By Catherine Lafferty, Local Journalism Initiative Reporter, The Discourse

Jan 12, 2021

A Victoria community radio station is seeking pitches for Indigenous-focused radio documentaries for a new series.

Victoria Campus and Community Radio (CFUV) will provide a $600 honorarium, training and support for up to 16 one-hour documentaries produced by Indigenous people who live in the Capital Regional District.

The documentaries will be aired as part of CFUV’s Indigenous Radio Documentary Series.

Indigenous Programming Co-ordinator Cassidy Villebrun-Buracas, who is from the K’atl’odeeche First Nation and Métis, says the series was started as a way to “give power back” to Indigenous people in the media. 

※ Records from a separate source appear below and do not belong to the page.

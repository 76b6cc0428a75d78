use thiserror::Error;

use crate::types::Index;

/// Error type for sampler precondition, draw-range, and invariant failures.
///
/// Recoverable conditions (an infeasible positive request, no room for a
/// negative window on either side of the target) are reported as an empty
/// `Ok` result instead; every variant here fails the call loudly.
#[derive(Debug, Error)]
pub enum SamplerError {
    #[error("target span [{start_idx}, {end_idx}] is not within [0, {length}]")]
    InvalidTarget {
        start_idx: Index,
        end_idx: Index,
        length: Index,
    },
    #[error("uniform draw range [{low}, {high}] is empty")]
    EmptyDrawRange { low: Index, high: Index },
    #[error("accepted candidate [{start}, {end}] has length outside [{min_length}, {max_length})")]
    LengthInvariant {
        start: Index,
        end: Index,
        min_length: Index,
        max_length: Index,
    },
    #[error("gave up after {attempts} draws with {accepted} of {requested} spans accepted")]
    Exhausted {
        attempts: usize,
        accepted: usize,
        requested: usize,
    },
}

One idea that Villebrun-Buracas would like to see in a pitch is related to futurisms.

“Imagining different worlds beyond colonialism, different ways of seeing the world and understanding the world,” he says.

“Shifting the narrative from how Indigenous people relate to colonial structures but that imagines Indigenous peoples telling their own stories beyond that.”

The goal of the radio documentaries will be to explore Indigeneity through topics such as language, culture, storytelling, arts and politics.

Glen Swarnadhipathi, the station manager, says it’s part of a larger effort to give voice to the communities that have been historically underrepresented or misrepresented by mainstream media.

The documentary series is being supported by the Community Radio Fund of Canada.

Elements photos

“Our goal is for documentarians to create content by and for Indigenous, Métis, and Inuit peoples,” Swarnadhipathi says. “And to build skills, training, and capacity for Indigenous documentarians, present and future, to participate in media.”

Subscribe to our newsletter.

The deadline to apply for the honorarium is Feb. 7 and the documentaries will be completed by mid-July.